Ce témoignage suffit à faire justice des injures dont m'honore le journal des Camelots du roi et me console des attaques d’adversaires politiques sans scrupule et de concurrents sans vergogne qui sous le couvert du patriotisme essaient de me démolir.
Permettez-moi, Monsieur le Ministre, en vous adressant ma démission, d’affirmer, après mes collègues du conseil municipal, la fidélité et la sincérité de mon attachement à mon pays d’adoption et de vous donner l’assurance que malgré l’épreuve que je traverse je resterai un citoyen et un bon français.
Veuillez agréer Monsieur le Ministre l'hommage de mon profond respect."
Henri Kratz, comme le suggère son
patronyme, n'est pas d'origine française, mais cela n’avait pas jusqu’alors
posé de problèmes, comme le laisse penser l’éloge publié dans le Figaro
lorsqu'il reçoit la Légion d’honneur en 1909 :
" Il a créé dans la commune qu'il administre une usine modèle, admirable par le confort qu'il offre au personnel ouvrier.
Il y a honoré le travail en lui réservant des installations remarquables par le souci de l'hygiène et du bien-être. Il a, au cours. d'une carrière de vingt années de pratique commerciale et industrielle, rendu lès plus grands services à l'industrie dont il a toujours et partout poursuivi le progrès et le développement.

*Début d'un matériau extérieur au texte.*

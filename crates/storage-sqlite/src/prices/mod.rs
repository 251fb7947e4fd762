//! SQLite storage implementation for instrument prices.

mod model;
mod repository;

pub use model::InstrumentPriceDB;
pub use repository::PriceRepository;
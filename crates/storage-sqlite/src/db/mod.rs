//! Connection pooling, migrations, and the single-writer actor.

use log::{error, info};
use std::fs;
use std::path::Path;
use std::sync::Arc;

use diesel::connection::SimpleConnection;
use diesel::r2d2::{self, ConnectionManager, Pool, PooledConnection};
use diesel::sqlite::SqliteConnection;
use diesel::Connection;
use diesel_migrations::{embed_migrations, EmbeddedMigrations, MigrationHarness};

use tradelens_core::errors::{DatabaseError, Error, Result};

const MIGRATIONS: EmbeddedMigrations = embed_migrations!();

pub type DbPool = r2d2::Pool<ConnectionManager<SqliteConnection>>;
pub type DbConnection = PooledConnection<ConnectionManager<SqliteConnection>>;

pub mod write_actor;
pub use write_actor::{spawn_writer, WriteHandle};

/// Ensures the database file exists and carries the required pragmas.
/// Returns the resolved database path.
pub fn init(app_data_dir: &str) -> Result<String> {
    let db_path = get_db_path(app_data_dir);

    let db_dir = Path::new(&db_path).parent().unwrap();
    if !db_dir.exists() {
        fs::create_dir_all(db_dir)
            .map_err(|e| Error::Database(DatabaseError::ConnectionFailed(e.to_string())))?;
    }

    {
        let mut conn = SqliteConnection::establish(&db_path)
            .map_err(|e| Error::Database(DatabaseError::ConnectionFailed(e.to_string())))?;
        conn.batch_execute(
            "
            PRAGMA journal_mode = WAL;
            PRAGMA foreign_keys = ON;
            PRAGMA busy_timeout = 30000;
            PRAGMA synchronous  = NORMAL;
        ",
        )
        .map_err(|e| Error::Database(DatabaseError::ConnectionFailed(e.to_string())))?;
    }

    Ok(db_path)
}

pub fn create_pool(db_path: &str) -> Result<Arc<DbPool>> {
    let manager = ConnectionManager::<SqliteConnection>::new(db_path);
    let pool = r2d2::Pool::builder()
        .max_size(8)
        .min_idle(Some(1))
        .connection_timeout(std::time::Duration::from_secs(30))
        .connection_customizer(Box::new(ConnectionCustomizer {}))
        .build(manager)
        .map_err(|e| Error::Database(DatabaseError::PoolCreationFailed(e.to_string())))?;
    Ok(Arc::new(pool))
}

pub fn run_migrations(pool: &DbPool) -> Result<()> {
    info!("Running database migrations");
    let mut connection = get_connection(pool)?;

    let result = connection.run_pending_migrations(MIGRATIONS).map_err(|e| {
        error!("Database migration failed: {}", e);
        Error::Database(DatabaseError::MigrationFailed(e.to_string()))
    })?;

    if result.is_empty() {
        info!("No pending migrations to apply.");
    } else {
        for migration_version in &result {
            info!("Applied migration {}", migration_version);
        }
    }

    Ok(())
}

pub fn get_db_path(app_data_dir: &str) -> String {
    std::env::var("DATABASE_URL").unwrap_or_else(|_| {
        Path::new(app_data_dir)
            .join("tradelens.db")
            .to_str()
            .unwrap()
            .to_string()
    })
}

/// Gets a connection from the pool.
pub fn get_connection(pool: &Pool<ConnectionManager<SqliteConnection>>) -> Result<DbConnection> {
    pool.get()
        .map_err(|e| Error::Database(DatabaseError::ConnectionFailed(e.to_string())))
}

#[derive(Debug)]
struct ConnectionCustomizer;

impl r2d2::CustomizeConnection<SqliteConnection, diesel::r2d2::Error> for ConnectionCustomizer {
    fn on_acquire(
        &self,
        conn: &mut SqliteConnection,
    ) -> std::result::Result<(), diesel::r2d2::Error> {
        use diesel::RunQueryDsl;

        diesel::sql_query(
            "
            PRAGMA foreign_keys = ON;
            PRAGMA busy_timeout = 30000;
            PRAGMA synchronous = NORMAL;
        ",
        )
        .execute(conn)
        .map_err(diesel::r2d2::Error::QueryError)?;

        Ok(())
    }
}
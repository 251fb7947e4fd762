//! Domain events emitted after successful mutations.

mod domain_event;
mod sink;

pub use domain_event::DomainEvent;
pub use sink::{DomainEventSink, MockDomainEventSink, NoOpDomainEventSink};
//! Bulk batch mode: prefetch, chronological replay, single-shot persistence.

mod batch_calculator;
mod batch_loader;
mod batch_model;

pub use batch_calculator::*;
pub use batch_loader::*;
pub use batch_model::*;
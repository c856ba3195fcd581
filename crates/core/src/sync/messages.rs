#![allow(missing_docs)]

use anyhow::{Context, Result};
use serde::{Deserialize, Serialize};

use crate::{
    desired::DesiredItemEntry,
    error::LogisticsError,
    models::{ItemId, PlayerId},
};

/// Packets exchanged between peers of a multiplayer session.
///
/// Limits travel as signed integers so a misbehaving peer cannot make
/// decoding fail; receivers clamp them into range.
#[derive(Debug, Clone, PartialEq, Eq, Serialize, Deserialize)]
#[serde(tag = "type", rename_all = "snake_case")]
pub enum SyncMessage {
    /// Sent once by a joining client.
    ClientStateRequest { player_id: PlayerId },
    /// The authority's answer to a state request.
    ClientStateResponse {
        player_id: PlayerId,
        #[serde(default)]
        entries: Vec<DesiredItemEntry>,
    },
    /// Full replacement of one item's limits for one player.
    DesiredItemUpdate {
        player_id: PlayerId,
        item_id: ItemId,
        request_min: i64,
        recycle_max: i64,
    },
    /// Observed personal-buffer quantity at a point in game time.
    BufferedItemUpsert {
        player_id: PlayerId,
        item_id: ItemId,
        item_count: u32,
        game_tick: u64,
    },
}

impl SyncMessage {
    pub fn desired_item_update(player_id: PlayerId, entry: DesiredItemEntry) -> Self {
        Self::DesiredItemUpdate {
            player_id,
            item_id: entry.item_id,
            request_min: i64::from(entry.request_min),
            recycle_max: i64::from(entry.recycle_max),
        }
    }

    /// Player the message is about.
    pub fn player_id(&self) -> PlayerId {
        match self {
            Self::ClientStateRequest { player_id }
            | Self::ClientStateResponse { player_id, .. }
            | Self::DesiredItemUpdate { player_id, .. }
            | Self::BufferedItemUpsert { player_id, .. } => *player_id,
        }
    }

    pub fn kind(&self) -> &'static str {
        match self {
            Self::ClientStateRequest { .. } => "client_state_request",
            Self::ClientStateResponse { .. } => "client_state_response",
            Self::DesiredItemUpdate { .. } => "desired_item_update",
            Self::BufferedItemUpsert { .. } => "buffered_item_upsert",
        }
    }

    pub fn encode(&self) -> Result<Vec<u8>> {
        serde_json::to_vec(self).with_context(|| format!("failed to encode {}", self.kind()))
    }

    pub fn decode(bytes: &[u8]) -> Result<Self, LogisticsError> {
        serde_json::from_slice(bytes)
            .map_err(|err| LogisticsError::ProtocolViolation(format!("undecodable packet: {err}")))
    }
}
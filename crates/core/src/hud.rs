//! Text projections shown on the player's HUD.

#![allow(missing_docs)]

use std::fmt::Write as _;

use crate::{models::ItemId, shipping::ItemLoadState};

/// Seconds added to every arrival estimate to cover the final unload.
const ARRIVAL_SLACK_SECONDS: u64 = 5;

/// Position on or above a planet surface, planet-centred.
#[derive(Debug, Clone, Copy, PartialEq, Default)]
pub struct Vec3 {
    pub x: f32,
    pub y: f32,
    pub z: f32,
}

impl Vec3 {
    pub fn new(x: f32, y: f32, z: f32) -> Self {
        Self { x, y, z }
    }

    pub fn distance(self, other: Vec3) -> f32 {
        let (dx, dy, dz) = (self.x - other.x, self.y - other.y, self.z - other.z);
        (dx * dx + dy * dy + dz * dz).sqrt()
    }

    fn length(self) -> f32 {
        self.distance(Vec3::default())
    }
}

/// A construction ghost waiting for its item.
#[derive(Debug, Clone, Copy, PartialEq)]
pub struct Ghost {
    pub position: Vec3,
    pub item_id: ItemId,
}

/// Everything needed to locate the nearest ghost on the local planet.
#[derive(Debug, Clone, Default)]
pub struct GhostScene {
    pub ghosts: Vec<Ghost>,
    pub player: Vec3,
    pub build_range: f32,
    pub gas_planet: bool,
}

/// Closest ghost the player cannot reach from where they stand.
#[derive(Debug, Clone, Copy, PartialEq)]
pub struct NearestGhost {
    pub ghost: Ghost,
    pub distance: f32,
    /// Every ghost on the planet, reachable or not.
    pub total: usize,
}

/// One line per inbound item, or `None` when nothing is on its way.
pub fn incoming_items_text(states: &[ItemLoadState]) -> Option<String> {
    if states.is_empty() {
        return None;
    }
    let mut text = String::new();
    for state in states {
        let _ = writeln!(
            text,
            "{} arriving in {} seconds",
            state.item_name,
            state.seconds_remaining + ARRIVAL_SLACK_SECONDS
        );
    }
    Some(text)
}

/// Nearest ghost outside build range. Gas planets never report one.
pub fn nearest_ghost(scene: &GhostScene) -> Option<NearestGhost> {
    if scene.gas_planet {
        return None;
    }
    scene
        .ghosts
        .iter()
        .map(|ghost| (ghost, ghost.position.distance(scene.player)))
        .filter(|(_, distance)| *distance > scene.build_range)
        .min_by(|(_, a), (_, b)| a.total_cmp(b))
        .map(|(ghost, distance)| NearestGhost {
            ghost: *ghost,
            distance,
            total: scene.ghosts.len(),
        })
}

/// `available` tells whether the player holds or expects the ghost's item.
pub fn ghost_status_line(nearest: &NearestGhost, item_name: &str, available: bool) -> String {
    let suffix = if available {
        format!("(total: {})", nearest.total)
    } else {
        "(Not available)".to_string()
    };
    format!(
        "Nearest ghost at {}, {item_name} {suffix}",
        position_to_lat_lon_string(nearest.ghost.position)
    )
}

/// Render a planet-centred position as degrees and minutes.
pub fn position_to_lat_lon_string(position: Vec3) -> String {
    let radius = position.length();
    if radius <= f32::EPSILON {
        return "0° 0' N, 0° 0' E".to_string();
    }
    let latitude = (position.y / radius).clamp(-1.0, 1.0).asin().to_degrees();
    let longitude = position.x.atan2(-position.z).to_degrees();

    let (lat_deg, lat_min) = degrees_minutes(latitude);
    let (lon_deg, lon_min) = degrees_minutes(longitude);
    let north = if latitude >= 0.0 { "N" } else { "S" };
    let east = if longitude >= 0.0 { "E" } else { "W" };
    format!("{lat_deg}° {lat_min}' {north}, {lon_deg}° {lon_min}' {east}")
}

fn degrees_minutes(angle: f32) -> (u32, u32) {
    let minutes = (angle.abs() * 60.0).round() as u32;
    (minutes / 60, minutes % 60)
}

#[cfg(test)]
mod tests {
    use super::*;

    fn ghost(x: f32, y: f32, z: f32, item: u32) -> Ghost {
        Ghost {
            position: Vec3::new(x, y, z),
            item_id: ItemId(item),
        }
    }

    #[test]
    fn incoming_text_pads_arrival_estimate() {
        let states = vec![ItemLoadState {
            item_id: ItemId(42),
            item_name: "Iron ingot".to_string(),
            quantity: 60,
            percent_loaded: 50,
            seconds_remaining: 5,
        }];
        assert_eq!(
            incoming_items_text(&states).as_deref(),
            Some("Iron ingot arriving in 10 seconds\n")
        );
        assert!(incoming_items_text(&[]).is_none());
    }

    #[test]
    fn nearest_ghost_skips_reachable_ones() {
        let scene = GhostScene {
            ghosts: vec![ghost(0.0, 0.0, 5.0, 1), ghost(0.0, 0.0, 40.0, 2), ghost(0.0, 0.0, 90.0, 3)],
            player: Vec3::default(),
            build_range: 10.0,
            gas_planet: false,
        };
        let nearest = nearest_ghost(&scene).expect("ghost out of range");
        assert_eq!(nearest.ghost.item_id, ItemId(2));
        assert_eq!(nearest.total, 3);

        let gas = GhostScene {
            gas_planet: true,
            ..scene
        };
        assert!(nearest_ghost(&gas).is_none());
    }

    #[test]
    fn status_line_reports_availability() {
        let nearest = NearestGhost {
            ghost: ghost(1.0, 0.0, 0.0, 7),
            distance: 20.0,
            total: 4,
        };
        assert_eq!(
            ghost_status_line(&nearest, "Conveyor belt", true),
            "Nearest ghost at 0° 0' N, 90° 0' E, Conveyor belt (total: 4)"
        );
        assert_eq!(
            ghost_status_line(&nearest, "Conveyor belt", false),
            "Nearest ghost at 0° 0' N, 90° 0' E, Conveyor belt (Not available)"
        );
    }

    #[test]
    fn lat_lon_uses_hemisphere_letters() {
        let south_west = Vec3::new(-1.0, -1.0, 0.0);
        assert_eq!(position_to_lat_lon_string(south_west), "45° 0' S, 90° 0' W");

        let tilt = 12.5f32.to_radians();
        let position = Vec3::new(0.0, tilt.sin() * 200.0, -tilt.cos() * 200.0);
        assert_eq!(position_to_lat_lon_string(position), "12° 30' N, 0° 0' E");
    }
}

L'industriel a mis au service de la commune ses qualités d'ordre, de travail, de méthode. Le maire et le commerçant étant également aimés et estimés, tous furent unanimes à applaudir au ruban rouge qui vient de récompenser les services exceptionnels de M. O.-Henri Kratz, maire de Douville-sur-Andelle. "
En installant son usine à Douville, H.Kratz avait effectivement donné du travail à de nombreuses familles et avait la réputation d'être un "bon patron".
Mais la
guerre approchant, des esprits s'échauffèrent…
Dénonciations
Le premier document que nous
trouvons aux archives de l’Eure, daté du 9 août 1914, émane du Contrôleur
général des services de recherches judiciaires, adressé au Préfet de l’Eure, il
fait savoir que le maire de Douville est signalé comme étant d'origine
prussienne, et qu'il y aurait intérêt à le faire surveiller.
En fait, Henri Kratz est né en Bavière, en 1859 à Weidorf, donc pas vraiment en Prusse, et a été naturalisé Français en 1900, mais une carte postale de 1912 préférait encore le considérer comme "juif-allemand", ajoutant "pauvre France!" Les séquelles de l'affaire Dreyfus font que certains assimilent encore juif et traître…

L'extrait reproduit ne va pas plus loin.